Cohen boitilla jusqu’à la porte, déboutonna son manteau, souleva ses chemises et ouvrit l’étui de son couteau de chasse. Il tira le poignard, le tourna et le retourna entre ses mains, le fit passer d’une paume à l’autre. Lorsqu’il serra le métal froid dans son poing, une force étonnante l’envahit. Un nouveau hurlement lui fit rengainer le couteau, remettre ses chemises en place et reboutonner son manteau. Il rejoignit Aggie en clopinant au moment où Ava ouvrit la porte de la caravane.
« Il y a un problème », cria-t-elle du seuil, les mains sur les hanches, l’air perdue.
Aggie s’approcha pendant que Lorna hurlait, une fois de plus. Puis une autre, et une autre encore. Ils restaient tous là à se regarder sans rien faire.
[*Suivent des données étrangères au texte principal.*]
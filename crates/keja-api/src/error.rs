// ============================================================================
// Keja API - Error Mapping
// File: crates/keja-api/src/error.rs
// Description: Domain failures to HTTP status codes and the error envelope
// ============================================================================

use axum::{
    http::StatusCode,
    response::{IntoResponse, Response},
    Json,
};
use thiserror::Error;

use keja_core::error::DomainError;

use crate::response::ApiResponse;

#[derive(Error, Debug)]
pub enum ApiError {
    #[error("Unauthorized: {0}")]
    Unauthorized(String),

    #[error("Not found: {0}")]
    NotFound(String),

    #[error("Bad request: {0}")]
    BadRequest(String),

    #[error("Validation failed: {0}")]
    Validation(String),

    #[error("Conflict: {0}")]
    Conflict(String),

    #[error("Service unavailable: {0}")]
    Unavailable(String),

    #[error("Database error: {0}")]
    DatabaseError(String),

    #[error("Internal error: {0}")]
    InternalError(String),
}

impl ApiError {
    fn parts(&self) -> (StatusCode, &'static str) {
        match self {
            ApiError::Unauthorized(_) => (StatusCode::UNAUTHORIZED, "UNAUTHORIZED"),
            ApiError::NotFound(_) => (StatusCode::NOT_FOUND, "NOT_FOUND"),
            ApiError::BadRequest(_) => (StatusCode::BAD_REQUEST, "BAD_REQUEST"),
            ApiError::Validation(_) => (StatusCode::UNPROCESSABLE_ENTITY, "VALIDATION_ERROR"),
            ApiError::Conflict(_) => (StatusCode::CONFLICT, "CONFLICT"),
            ApiError::Unavailable(_) => (StatusCode::SERVICE_UNAVAILABLE, "UNAVAILABLE"),
            ApiError::DatabaseError(_) => (StatusCode::INTERNAL_SERVER_ERROR, "DATABASE_ERROR"),
            ApiError::InternalError(_) => (StatusCode::INTERNAL_SERVER_ERROR, "INTERNAL_ERROR"),
        }
    }
}

impl IntoResponse for ApiError {
    fn into_response(self) -> Response {
        let (status, code) = self.parts();

        let message = match self {
            ApiError::DatabaseError(msg) | ApiError::InternalError(msg) => {
                tracing::error!("{}: {}", code, msg);
                // Internals stay in the logs
                "An internal error occurred".to_string()
            }
            ApiError::Unauthorized(msg)
            | ApiError::NotFound(msg)
            | ApiError::BadRequest(msg)
            | ApiError::Validation(msg)
            | ApiError::Conflict(msg)
            | ApiError::Unavailable(msg) => {
                tracing::warn!("{}: {}", code, msg);
                msg
            }
        };

        (status, Json(ApiResponse::<()>::error(code, &message))).into_response()
    }
}

impl From<DomainError> for ApiError {
    fn from(err: DomainError) -> Self {
        let message = err.to_string();
        match err {
            DomainError::ValidationError(_) => ApiError::Validation(message),
            DomainError::PropertyNotFound(_)
            | DomainError::UnitNotFound(_)
            | DomainError::TenantNotFound(_)
            | DomainError::PaymentNotFound(_)
            | DomainError::MaintenanceRequestNotFound(_) => ApiError::NotFound(message),
            DomainError::UnitNumberAlreadyExists(_)
            | DomainError::UnitAlreadyOccupied(_)
            | DomainError::UnitNotOccupied(_)
            | DomainError::UnitOccupied(_)
            | DomainError::UnitHasHistory(_)
            | DomainError::InvalidStatusTransition { .. } => ApiError::Conflict(message),
            DomainError::DatabaseError(_) => ApiError::DatabaseError(message),
            DomainError::ConsistencyError(_) | DomainError::ExportError(_) | DomainError::InternalError(_) => {
                ApiError::InternalError(message)
            }
        }
    }
}
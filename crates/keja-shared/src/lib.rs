//! # Keja Shared
//!
//! Configuration, telemetry and constants shared by every Keja crate.

pub mod constants;
pub mod telemetry;
pub mod config;
pub mod error;

pub use error::AppError;
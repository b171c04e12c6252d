//! Telemetry setup

use tracing_appender::non_blocking::WorkerGuard;
use tracing_subscriber::{fmt, layer::SubscriberExt, util::SubscriberInitExt, EnvFilter};

use crate::config::LogSettings;
use crate::error::AppError;

/// Installs the global subscriber: JSON to stdout, plus a daily rolling file
/// when `log.directory` is set. Keep the returned guard alive for the process
/// lifetime or buffered file output is lost.
pub fn init_telemetry(settings: &LogSettings) -> Result<Option<WorkerGuard>, AppError> {
    let env_filter = EnvFilter::try_from_default_env()
        .unwrap_or_else(|_| EnvFilter::new(&settings.level));

    let (file_layer, guard) = match &settings.directory {
        Some(dir) => {
            let appender = tracing_appender::rolling::daily(dir, "keja.log");
            let (writer, guard) = tracing_appender::non_blocking(appender);
            (Some(fmt::layer().json().with_writer(writer)), Some(guard))
        }
        None => (None, None),
    };

    tracing_subscriber::registry()
        .with(env_filter)
        .with(fmt::layer().json().with_target(true))
        .with(file_layer)
        .try_init()
        .map_err(|e| AppError::TelemetryError(e.to_string()))?;

    Ok(guard)
}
« Il y a un problème, répéta Ava. Je ne le vois pas, et il ne bouge pas. Et je ne sais pas s’il se présente dans le bon sens.
— Il va falloir que tu incises, alors, dit Aggie.
— Fais-le, toi. Moi, je ne veux pas.
— Il va bien falloir que tu le fasses.
— Ou toi.
— Si tu ne le fais pas, elle est foutue », insista Aggie, sans savoir si c’était vrai — mais à entendre Lorna, ça en avait tout l’air.
« Elle risque d’y passer de toute manière, riposta la vieille femme. Si je l’ouvre, comment veux-tu que je la recouse ? Il n’y a rien dans le sac pour m’apprendre à faire une chose pareille. »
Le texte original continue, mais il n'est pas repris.